Been together 13 years, married 7 years. I have been ignoring his sexual behaviour way too long... 4 years ago I saw some photos on his phone of my bottom taken while I’ve been sleeping, confronted him, I was very upset and shouted at him. He was sorry, said he didn’t know why he took them. But we still continued living as normal, didn’t talk about anymore. Since then there has been countless of times when I wake up middle of the night, him masturbating and sometimes having his other hand on my bottom or sometimes trying to rub himself against me. Now, I have never confronted him about those times… I feel scared to do that. Not that he would become violent, just scared and frozen. Or ashamed. Probably ashamed. Have I normalised his behaviour? There might have been more photos taken, I don’t know. I DO know though, that 4 years ago wasn’t his 1st time. Again, I had chosen to ignore this.
Reading responses to this other thread has been eyeopener for me. I have never thought of it as sexual abuse. Some of you might think it’s so sick and disgusting, how can a person live like this. But seems like some can
Now writing this down, I can honestly say I think I have been feeling so ashamed that I can’t even talk to DH about it, or confront him.
I don’t feel like I have anyone in RL to talk about this, really need to get my head around this..

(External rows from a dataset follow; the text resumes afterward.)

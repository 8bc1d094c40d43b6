//! Topic URIs and URL layout
//!
//! A topic is either a profile feed or a single-post feed. Both of these
//! denote the same profile topic:
//! - `acct:alice@bridge.example.com`
//! - `https://bridge.example.com/@alice.atom`
//!
//! Single-post topics use `/@alice/status/<id>.atom`.

use crate::error::AppError;

/// Human-facing upstream web root
const UPSTREAM_WEB_ROOT: &str = "https://twitter.com";

/// Date component of `tag:` entry ids. Changing it changes every entry id.
const TAG_DATE: &str = "2017-04-23";

pub const HUB_PATH: &str = "/hub";
pub const SALMON_PATH: &str = "/salmon";
pub const WEBFINGER_PATH: &str = "/.well-known/webfinger";

/// Parsed topic
#[derive(Debug, Clone, PartialEq, Eq, Hash)]
pub enum Topic {
    Profile { handle: String },
    Post { handle: String, id: u64 },
}

impl Topic {
    /// Account handle the topic belongs to
    pub fn handle(&self) -> &str {
        match self {
            Topic::Profile { handle } | Topic::Post { handle, .. } => handle,
        }
    }

    /// Bridge-relative feed path, inverse of [`parse_topic`]
    pub fn path(&self) -> String {
        match self {
            Topic::Profile { handle } => profile_feed_path(handle),
            Topic::Post { handle, id } => post_feed_path(handle, *id),
        }
    }
}

/// Parse a topic URI
///
/// Accepts `acct:` URIs, absolute http(s) URLs and bridge-relative paths.
///
/// # Errors
/// `AppError::InvalidTopic` when the URI matches none of the forms
pub fn parse_topic(uri: &str) -> Result<Topic, AppError> {
    let invalid = || AppError::InvalidTopic(uri.to_string());

    if let Some(opaque) = uri.strip_prefix("acct:") {
        let handle = opaque.split('@').next().unwrap_or_default();
        return valid_handle(handle)
            .map(|handle| Topic::Profile { handle })
            .ok_or_else(invalid);
    }

    let path = if uri.starts_with('/') {
        uri.split(['?', '#']).next().unwrap_or_default().to_string()
    } else {
        let parsed = url::Url::parse(uri).map_err(|_| invalid())?;
        if !matches!(parsed.scheme(), "http" | "https") {
            return Err(invalid());
        }
        parsed.path().to_string()
    };

    let segments: Vec<&str> = path.trim_matches('/').split('/').collect();
    match segments.as_slice() {
        [account] => {
            let handle = account_segment(account).ok_or_else(invalid)?;
            Ok(Topic::Profile { handle })
        }
        [account, "status", id] => {
            let handle = account
                .strip_prefix('@')
                .and_then(valid_handle)
                .ok_or_else(invalid)?;
            let id = id
                .trim_end_matches(".atom")
                .parse::<u64>()
                .map_err(|_| invalid())?;
            Ok(Topic::Post { handle, id })
        }
        _ => Err(invalid()),
    }
}

fn account_segment(segment: &str) -> Option<String> {
    segment
        .strip_prefix('@')
        .map(|rest| rest.trim_end_matches(".atom"))
        .and_then(valid_handle)
}

fn valid_handle(handle: &str) -> Option<String> {
    if handle.is_empty()
        || !handle
            .chars()
            .all(|c| c.is_ascii_alphanumeric() || c == '_')
    {
        return None;
    }
    Some(handle.to_string())
}

pub fn profile_feed_path(handle: &str) -> String {
    format!("/@{}.atom", handle)
}

pub fn post_feed_path(handle: &str, id: u64) -> String {
    format!("/@{}/status/{}.atom", handle, id)
}

/// Upstream profile page
pub fn profile_url(handle: &str) -> String {
    format!("{}/{}", UPSTREAM_WEB_ROOT, handle)
}

/// Upstream post page
pub fn post_url(handle: &str, id: u64) -> String {
    format!("{}/status/{}", profile_url(handle), id)
}

/// Upstream hashtag search page
pub fn hashtag_url(tag: &str) -> String {
    format!("{}/hashtag/{}", UPSTREAM_WEB_ROOT, urlencoding::encode(tag))
}

/// Bridge URL layout
#[derive(Debug, Clone)]
pub struct BridgeUrls {
    root_url: String,
    domain: String,
}

impl BridgeUrls {
    /// # Arguments
    /// * `root_url` - Public base URL (e.g. "https://bridge.example.com")
    /// * `domain` - Host part used in `acct:` and `tag:` URIs
    pub fn new(root_url: impl Into<String>, domain: impl Into<String>) -> Self {
        Self {
            root_url: root_url.into().trim_end_matches('/').to_string(),
            domain: domain.into(),
        }
    }

    pub fn root_url(&self) -> &str {
        &self.root_url
    }

    pub fn domain(&self) -> &str {
        &self.domain
    }

    /// `acct:<handle>@<domain>`
    pub fn account_uri(&self, handle: &str) -> String {
        format!("acct:{}@{}", handle, self.domain)
    }

    /// Stable entry id for a post
    pub fn entry_id(&self, post_id: u64) -> String {
        format!("tag:{},{}:tweet:{}", self.domain, TAG_DATE, post_id)
    }

    pub fn profile_feed_url(&self, handle: &str) -> String {
        format!("{}{}", self.root_url, profile_feed_path(handle))
    }

    pub fn post_feed_url(&self, handle: &str, id: u64) -> String {
        format!("{}{}", self.root_url, post_feed_path(handle, id))
    }

    pub fn hub_url(&self) -> String {
        format!("{}{}", self.root_url, HUB_PATH)
    }

    pub fn salmon_url(&self) -> String {
        format!("{}{}", self.root_url, SALMON_PATH)
    }

    /// LRDD template advertised in host-meta
    pub fn webfinger_template(&self) -> String {
        format!("{}{}?resource={{uri}}", self.root_url, WEBFINGER_PATH)
    }
}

I know I want to end our marriage. I have been emotionally distancing myself from him for few years now, I don’t love him. Yet, this is still going on and I’m not doing anything about it. He's great dad, everyone (including my family) just adores him. We do go out, go on holidays, have a laugh.
Where do you start? We have two kids too, that’s why I feel I MUST leave him. Even if he’ll never ever do this to our kids, I just can’t continue living like this.
Sorry it’s so long. I really needed to write it all down. That’s probably the bravest thing I’ve done in years.